APPLICATIONS OF PULMONARY REHABILITATION DURING CANCER-RELATED FATIGUE AND CHEMOTHERAPY
Cancer-related fatigue syndrome is characterized by weakness, sleep disturbance, depression, cognitive dysfunction, social isolation, and persistent burnout. Pulmonary rehabilitation practices, which are a multidisciplinary treatment approach, should definitely be included in the treatment.
Endurance exercise training provides increase in muscle mass, strength and endurance, improvement in ventilation / perfusion ratio, increase in cardiac reserve and oxidative enzyme capacity in muscles. Strengthening exercises are also an effective exercise method for muscle mass loss due to corticosteroid use. Studies have shown that even moderate-intensity walking exercise at home can increase the quality of life. It is recommended to exercise every day. A good way to start exercising is in small increments of ten minutes at a time, depending on the person’s level of fatigue. Going slow, setting goals, and being aware of the effects on the body are smart points, but it can take time to improve an individual’s level of fitness. At first, the patient may suffer from fatigue and low endurance and may only exercise for a short time. Each day sessions can be extended.
Patients with shortness of breath and limited breathing capacity due to cancer should do upper body stretching exercises daily to increase lung capacity. The stretch program allows the lungs and diaphragm to move more freely, restoring mobility in the chest and back. Stretching and lengthening the muscle and fascia improves circulation, increases muscle elasticity, increases oxygen to the muscles and helps the body repair. By increasing blood circulation to the muscles, it prevents the muscles with less blood flow from tensing and reduces inflammation.
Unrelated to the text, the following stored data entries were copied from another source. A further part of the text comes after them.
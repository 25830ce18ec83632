//! Dispatch engine
//!
//! Owns the registered sinks, the per-level delivery policy and the record
//! buffer of one logger instance. Every accepted record goes either straight
//! to a sink's write path or into the buffer, independently per sink. The
//! engine is the error boundary of the pipeline: sink errors and panics are
//! caught per sink, reported on the error-notification channel and never
//! returned to the code that logged the record.

use super::buffer::{BufferConfig, FlushTimer, RecordBuffer};
use super::delivery_policy::DeliveryPolicy;
use super::error::{LoggerError, Result};
use super::error_channel::{notify, ErrorHandler, ErrorReporter, SinkFailure};
use super::log_record::LogRecord;
use super::metrics::LoggerMetrics;
use super::sink::{Environment, PendingWrite, Sink, SinkOptions, WriteOutcome};
use parking_lot::{Mutex, RwLock};
use std::panic::{catch_unwind, AssertUnwindSafe};
use std::sync::atomic::{AtomicBool, Ordering};
use std::sync::{Arc, Weak};
use std::time::{Duration, Instant};

/// Upper bound on how long `close()` waits for outstanding pending writes
pub const DEFAULT_SHUTDOWN_TIMEOUT: Duration = Duration::from_secs(5);

/// A registered sink and its registration options
struct SinkSlot {
    name: String,
    sync_override: Option<bool>,
    applicable: bool,
    removed: AtomicBool,
    reporter: ErrorReporter,
    sink: Mutex<Box<dyn Sink>>,
}

impl SinkSlot {
    fn is_sync_for(&self, policy_sync: bool) -> bool {
        self.sync_override.unwrap_or(policy_sync)
    }

    /// Run one sink operation with panic isolation
    fn guarded<T>(&self, op: impl FnOnce(&mut dyn Sink) -> Result<T>) -> Result<T> {
        let mut sink = self.sink.lock();
        match catch_unwind(AssertUnwindSafe(|| op(&mut **sink))) {
            Ok(result) => result,
            Err(panic_info) => Err(LoggerError::SinkPanicked(panic_message(&*panic_info))),
        }
    }

    fn write(&self, record: &LogRecord) -> Result<WriteOutcome> {
        self.guarded(|sink| sink.write(record))
    }

    /// Blocking write, falling back to `write` without waiting
    fn write_sync(&self, record: &LogRecord) -> Result<WriteOutcome> {
        self.guarded(|sink| match sink.write_sync(record) {
            Some(result) => result.map(|()| WriteOutcome::Immediate),
            None => sink.write(record),
        })
    }

    /// Collect what one sink call left behind: failures the sink deferred
    /// during the call, then the call's own error
    fn settle<T>(
        &self,
        result: Result<T>,
        record: Option<&Arc<LogRecord>>,
        failures: &mut Vec<SinkFailure>,
    ) -> Option<T> {
        failures.extend(self.reporter.take_deferred());
        match result {
            Ok(value) => Some(value),
            Err(e) => {
                failures.push(self.reporter.failure(e, record.cloned()));
                None
            }
        }
    }
}

fn panic_message(panic_info: &(dyn std::any::Any + Send)) -> String {
    if let Some(s) = panic_info.downcast_ref::<&str>() {
        s.to_string()
    } else if let Some(s) = panic_info.downcast_ref::<String>() {
        s.clone()
    } else {
        "Unknown panic".to_string()
    }
}

/// A buffered record and the sinks it was accepted for
struct BufferedRecord {
    record: Arc<LogRecord>,
    targets: Vec<Arc<SinkSlot>>,
}

/// A write still running after its sink's `write` returned
struct PendingEntry {
    slot: Arc<SinkSlot>,
    record: Arc<LogRecord>,
    pending: PendingWrite,
}

/// Construction parameters of a [`Dispatcher`]
pub(crate) struct DispatchConfig {
    pub policy: DeliveryPolicy,
    pub buffer: BufferConfig,
    pub handler: ErrorHandler,
    pub environment: Environment,
    pub metrics: Arc<LoggerMetrics>,
}

pub(crate) struct Dispatcher {
    sinks: RwLock<Vec<Arc<SinkSlot>>>,
    policy: RwLock<DeliveryPolicy>,
    buffer: RecordBuffer<BufferedRecord>,
    pending: Mutex<Vec<PendingEntry>>,
    timer: Mutex<Option<FlushTimer>>,
    /// `true` once `close()` started; dispatch holds a read guard
    closed: RwLock<bool>,
    handler: ErrorHandler,
    environment: Environment,
    metrics: Arc<LoggerMetrics>,
}

impl Dispatcher {
    pub(crate) fn new(config: DispatchConfig) -> Result<Arc<Self>> {
        config.buffer.validate()?;

        let dispatcher = Arc::new(Self {
            sinks: RwLock::new(Vec::new()),
            policy: RwLock::new(config.policy),
            buffer: RecordBuffer::new(config.buffer.size),
            pending: Mutex::new(Vec::new()),
            timer: Mutex::new(None),
            closed: RwLock::new(false),
            handler: config.handler,
            environment: config.environment,
            metrics: config.metrics,
        });

        let interval = config.buffer.flush_interval();
        if !interval.is_zero() {
            let weak: Weak<Dispatcher> = Arc::downgrade(&dispatcher);
            let timer = FlushTimer::start("log-dispatch-flush", interval, move || {
                match weak.upgrade() {
                    Some(dispatcher) => {
                        dispatcher.drain();
                        dispatcher.reap_pending();
                        true
                    }
                    None => false,
                }
            })?;
            *dispatcher.timer.lock() = Some(timer);
        }

        Ok(dispatcher)
    }

    pub(crate) fn add_sink(&self, mut sink: Box<dyn Sink>, options: SinkOptions) -> Result<()> {
        if *self.closed.read() {
            return Err(LoggerError::sink_closed("logger"));
        }

        let name = options.name.unwrap_or_else(|| sink.name().to_string());
        let mut sinks = self.sinks.write();
        if sinks.iter().any(|slot| slot.name == name) {
            return Err(LoggerError::duplicate_sink(name));
        }

        let applicable = sink.supports(self.environment);
        if !applicable {
            eprintln!(
                "[LOGGER WARNING] Sink '{}' does not support the {:?} environment and will be skipped",
                name, self.environment
            );
        }

        let reporter = ErrorReporter::new(
            name.clone(),
            Arc::clone(&self.handler),
            Arc::clone(&self.metrics),
        );
        sink.attach(reporter.clone());

        sinks.push(Arc::new(SinkSlot {
            name,
            sync_override: options.sync,
            applicable,
            removed: AtomicBool::new(false),
            reporter,
            sink: Mutex::new(sink),
        }));
        Ok(())
    }

    /// Unregister a sink, delivering its buffered records and closing it
    pub(crate) fn remove_sink(&self, name: &str) -> Result<()> {
        let slot = {
            let mut sinks = self.sinks.write();
            let index = sinks
                .iter()
                .position(|slot| slot.name == name)
                .ok_or_else(|| LoggerError::unknown_sink(name))?;
            sinks.remove(index)
        };

        self.drain();
        slot.removed.store(true, Ordering::Release);
        let result = slot.guarded(|sink| sink.close());
        self.notify_all(&slot.reporter.take_deferred());
        result
    }

    pub(crate) fn sink_names(&self) -> Vec<String> {
        self.sinks.read().iter().map(|slot| slot.name.clone()).collect()
    }

    pub(crate) fn set_policy(&self, policy: DeliveryPolicy) {
        *self.policy.write() = policy;
    }

    pub(crate) fn policy(&self) -> DeliveryPolicy {
        *self.policy.read()
    }

    pub(crate) fn buffered_len(&self) -> usize {
        self.buffer.len()
    }

    pub(crate) fn buffer_capacity(&self) -> usize {
        self.buffer.capacity()
    }

    pub(crate) fn is_closed(&self) -> bool {
        *self.closed.read()
    }

    /// Deliver one accepted record to every applicable sink
    ///
    /// Failures reach the error handler after every dispatcher lock is
    /// released, so a handler may log through the same logger.
    pub(crate) fn dispatch(&self, record: LogRecord) {
        let closed = self.closed.read();
        if *closed {
            self.metrics.record_rejected_after_close();
            return;
        }
        self.metrics.record_dispatched();

        let record = Arc::new(record);
        let policy_sync = self.policy.read().is_sync(record.level());
        let slots: Vec<Arc<SinkSlot>> = self
            .sinks
            .read()
            .iter()
            .filter(|slot| slot.applicable)
            .cloned()
            .collect();

        let mut failures = Vec::new();
        let mut buffered_targets = Vec::new();
        for slot in slots {
            if slot.is_sync_for(policy_sync) {
                self.deliver(&slot, &record, SinkSlot::write_sync, &mut failures);
            } else {
                buffered_targets.push(slot);
            }
        }

        if !buffered_targets.is_empty() {
            self.metrics.record_buffered();
            let full = self.buffer.push(BufferedRecord {
                record,
                targets: buffered_targets,
            });
            if full {
                failures.extend(self.drain_unreported());
            }
        }

        drop(closed);
        self.notify_all(&failures);
        self.reap_pending();
    }

    fn notify_all(&self, failures: &[SinkFailure]) {
        for failure in failures {
            notify(&self.handler, &self.metrics, failure);
        }
    }

    /// Write one record to one sink, tracking the outcome
    fn deliver(
        &self,
        slot: &Arc<SinkSlot>,
        record: &Arc<LogRecord>,
        write: fn(&SinkSlot, &LogRecord) -> Result<WriteOutcome>,
        failures: &mut Vec<SinkFailure>,
    ) {
        let outcome = slot.settle(write(slot, record), Some(record), failures);
        if let Some(WriteOutcome::Pending(pending)) = outcome {
            self.pending.lock().push(PendingEntry {
                slot: Arc::clone(slot),
                record: Arc::clone(record),
                pending,
            });
        }
    }

    /// Swap the buffer out, write every record to its target sinks and
    /// report the failures
    pub(crate) fn drain(&self) -> Vec<SinkFailure> {
        let failures = self.drain_unreported();
        self.notify_all(&failures);
        failures
    }

    /// Drain under the drain lock; the caller reports the failures once
    /// the lock is released
    fn drain_unreported(&self) -> Vec<SinkFailure> {
        let _drain = self.buffer.lock_drain();
        let batch = self.buffer.take();
        if batch.is_empty() {
            return Vec::new();
        }
        self.metrics.record_drain();

        let mut failures = Vec::new();
        let mut touched: Vec<&Arc<SinkSlot>> = Vec::new();
        for entry in &batch {
            for slot in &entry.targets {
                if slot.removed.load(Ordering::Acquire) {
                    continue;
                }
                self.deliver(slot, &entry.record, SinkSlot::write, &mut failures);
                if !touched.iter().any(|seen| Arc::ptr_eq(seen, slot)) {
                    touched.push(slot);
                }
            }
        }

        for slot in touched {
            let result = slot.guarded(|sink| sink.end_batch());
            slot.settle(result, None, &mut failures);
        }
        failures
    }

    /// Report pending writes that have completed with an error
    pub(crate) fn reap_pending(&self) -> Vec<SinkFailure> {
        let finished: Vec<(PendingEntry, Result<()>)> = {
            let mut pending = self.pending.lock();
            if pending.is_empty() {
                return Vec::new();
            }
            let mut finished = Vec::new();
            let mut index = 0;
            while index < pending.len() {
                match pending[index].pending.try_result() {
                    Some(result) => finished.push((pending.swap_remove(index), result)),
                    None => index += 1,
                }
            }
            finished
        };

        finished
            .into_iter()
            .filter_map(|(entry, result)| {
                result
                    .err()
                    .map(|e| entry.slot.reporter.report(e, Some(entry.record)))
            })
            .collect()
    }

    /// Wait for every outstanding pending write, up to `timeout` in total
    fn wait_pending(&self, timeout: Duration) -> Vec<SinkFailure> {
        let entries = std::mem::take(&mut *self.pending.lock());
        let deadline = Instant::now() + timeout;

        entries
            .into_iter()
            .filter_map(|entry| {
                let remaining = deadline.saturating_duration_since(Instant::now());
                entry
                    .pending
                    .wait(remaining)
                    .err()
                    .map(|e| entry.slot.reporter.report(e, Some(entry.record)))
            })
            .collect()
    }

    fn for_each_sink(
        &self,
        op: impl Fn(&mut dyn Sink) -> Result<()>,
        failures: &mut Vec<SinkFailure>,
    ) {
        let slots: Vec<Arc<SinkSlot>> = self.sinks.read().iter().cloned().collect();
        let mut raised = Vec::new();
        for slot in slots.iter().filter(|slot| slot.applicable) {
            slot.settle(slot.guarded(&op), None, &mut raised);
        }
        self.notify_all(&raised);
        failures.extend(raised);
    }

    /// Drain the buffer and flush every sink; returns the first failure
    pub(crate) fn flush(&self) -> Result<()> {
        let mut failures = self.drain();
        failures.extend(self.reap_pending());
        self.for_each_sink(|sink| sink.flush(), &mut failures);

        match failures.into_iter().next() {
            Some(failure) => Err(failure.error),
            None => Ok(()),
        }
    }

    /// Stop accepting records, deliver what is buffered and close every sink
    ///
    /// Idempotent: only the first call does any work. Failures are reported
    /// on the error channel and also returned.
    pub(crate) fn close(&self) -> Vec<SinkFailure> {
        {
            let mut closed = self.closed.write();
            if *closed {
                return Vec::new();
            }
            *closed = true;
        }

        let timer = self.timer.lock().take();
        if let Some(mut timer) = timer {
            timer.stop();
        }

        let mut failures = self.drain();
        failures.extend(self.wait_pending(DEFAULT_SHUTDOWN_TIMEOUT));
        self.for_each_sink(|sink| sink.close(), &mut failures);
        failures
    }
}

impl Drop for Dispatcher {
    fn drop(&mut self) {
        let failures = self.close();
        if !failures.is_empty() {
            eprintln!(
                "[LOGGER WARNING] Logger shut down with {} sink failure(s)",
                failures.len()
            );
        }
    }
}
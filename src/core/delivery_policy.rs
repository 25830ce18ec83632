//! Per-level delivery policy
//!
//! Decides, for each severity, whether a record is written to sinks while
//! the caller waits or handed to the buffering subsystem.

use super::log_level::LogLevel;
use serde::{Deserialize, Serialize};
use std::collections::HashMap;
use std::fmt;

/// How records of one severity reach the sinks
#[derive(Debug, Clone, Copy, PartialEq, Eq, Serialize, Deserialize)]
#[serde(rename_all = "lowercase")]
pub enum DeliveryMode {
    /// Written before the log call returns
    Synchronous,
    /// Queued and written on the next buffer drain
    Buffered,
}

impl fmt::Display for DeliveryMode {
    fn fmt(&self, f: &mut fmt::Formatter<'_>) -> fmt::Result {
        match self {
            DeliveryMode::Synchronous => write!(f, "synchronous"),
            DeliveryMode::Buffered => write!(f, "buffered"),
        }
    }
}

/// Severity to delivery-mode mapping
///
/// `error` and `fatal` are synchronous by default, everything else is
/// buffered.
///
/// # Example
///
/// ```
/// use rust_log_dispatch::{DeliveryMode, DeliveryPolicy, LogLevel};
///
/// let policy = DeliveryPolicy::default().with(LogLevel::Warn, DeliveryMode::Synchronous);
///
/// assert!(policy.is_sync(LogLevel::Warn));
/// assert!(policy.is_sync(LogLevel::Fatal));
/// assert!(!policy.is_sync(LogLevel::Info));
/// ```
#[derive(Debug, Clone, Copy, PartialEq, Eq)]
pub struct DeliveryPolicy {
    modes: [DeliveryMode; 6],
}

impl Default for DeliveryPolicy {
    fn default() -> Self {
        let mut modes = [DeliveryMode::Buffered; 6];
        modes[LogLevel::Error.index()] = DeliveryMode::Synchronous;
        modes[LogLevel::Fatal.index()] = DeliveryMode::Synchronous;
        Self { modes }
    }
}

impl DeliveryPolicy {
    pub fn new() -> Self {
        Self::default()
    }

    /// Every level synchronous
    pub fn all_sync() -> Self {
        Self {
            modes: [DeliveryMode::Synchronous; 6],
        }
    }

    /// Every level buffered
    pub fn all_buffered() -> Self {
        Self {
            modes: [DeliveryMode::Buffered; 6],
        }
    }

    /// Overlay a `level -> sync?` map on the defaults
    pub fn from_sync_map(map: &HashMap<LogLevel, bool>) -> Self {
        map.iter().fold(Self::default(), |policy, (level, sync)| {
            policy.with(*level, Self::mode_for(*sync))
        })
    }

    #[must_use = "builder methods return a new value"]
    pub fn with(mut self, level: LogLevel, mode: DeliveryMode) -> Self {
        self.modes[level.index()] = mode;
        self
    }

    pub fn set(&mut self, level: LogLevel, mode: DeliveryMode) {
        self.modes[level.index()] = mode;
    }

    #[inline]
    pub fn mode(&self, level: LogLevel) -> DeliveryMode {
        self.modes[level.index()]
    }

    #[inline]
    pub fn is_sync(&self, level: LogLevel) -> bool {
        self.mode(level) == DeliveryMode::Synchronous
    }

    fn mode_for(sync: bool) -> DeliveryMode {
        if sync {
            DeliveryMode::Synchronous
        } else {
            DeliveryMode::Buffered
        }
    }
}

#[cfg(test)]
mod tests {
    use super::*;

    #[test]
    fn test_default_policy() {
        let policy = DeliveryPolicy::default();
        assert!(policy.is_sync(LogLevel::Error));
        assert!(policy.is_sync(LogLevel::Fatal));
        for level in [LogLevel::Trace, LogLevel::Debug, LogLevel::Info, LogLevel::Warn] {
            assert_eq!(policy.mode(level), DeliveryMode::Buffered);
        }
    }

    #[test]
    fn test_sync_map_overlays_defaults() {
        let mut map = HashMap::new();
        map.insert(LogLevel::Info, true);
        map.insert(LogLevel::Error, false);

        let policy = DeliveryPolicy::from_sync_map(&map);
        assert!(policy.is_sync(LogLevel::Info));
        assert!(!policy.is_sync(LogLevel::Error));
        assert!(policy.is_sync(LogLevel::Fatal));
        assert!(!policy.is_sync(LogLevel::Debug));
    }

    #[test]
    fn test_delivery_mode_display() {
        assert_eq!(DeliveryMode::Synchronous.to_string(), "synchronous");
        assert_eq!(DeliveryMode::Buffered.to_string(), "buffered");
    }
}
After radiation, it is very important to do stretching exercises to help the body stay flexible. Radiation typically causes additional tightening. Radiation may be active on the affected area for at least one year following completion of treatment.
Low-intensity walking is a safe way to start aerobic exercise. Lung cancer patients should participate in an enjoyable activity, for this aerobic exercise is one of the effective ways. Aerobic exercise not only improves heart function but also improves oxygen capacity. Examples of aerobic exercise include walking, dancing, cycling ergometer, arm ergometer, or any activity that increases heart rate.
Breathing helps reduce stress and anxiety. It is important to use the full lung capacity and to breathe slowly and deeply. Relaxation breathing can be used immediately after surgery as it allows the patient to focus all their energy on healing.
Pursed Lip Breathing
Body composition evaluation is an important point in determining how well or how bad cancer patients are. Cancer is a disease initiated by abnormal cells, characterized by increased metabolic rate, and suppression of the immune system, dehydration, changes in eating habits and activity, neurological disorders are just a few of the side effects of treatment. Therefore, it is important to approach patients with lung cancer with a multidisciplinary study.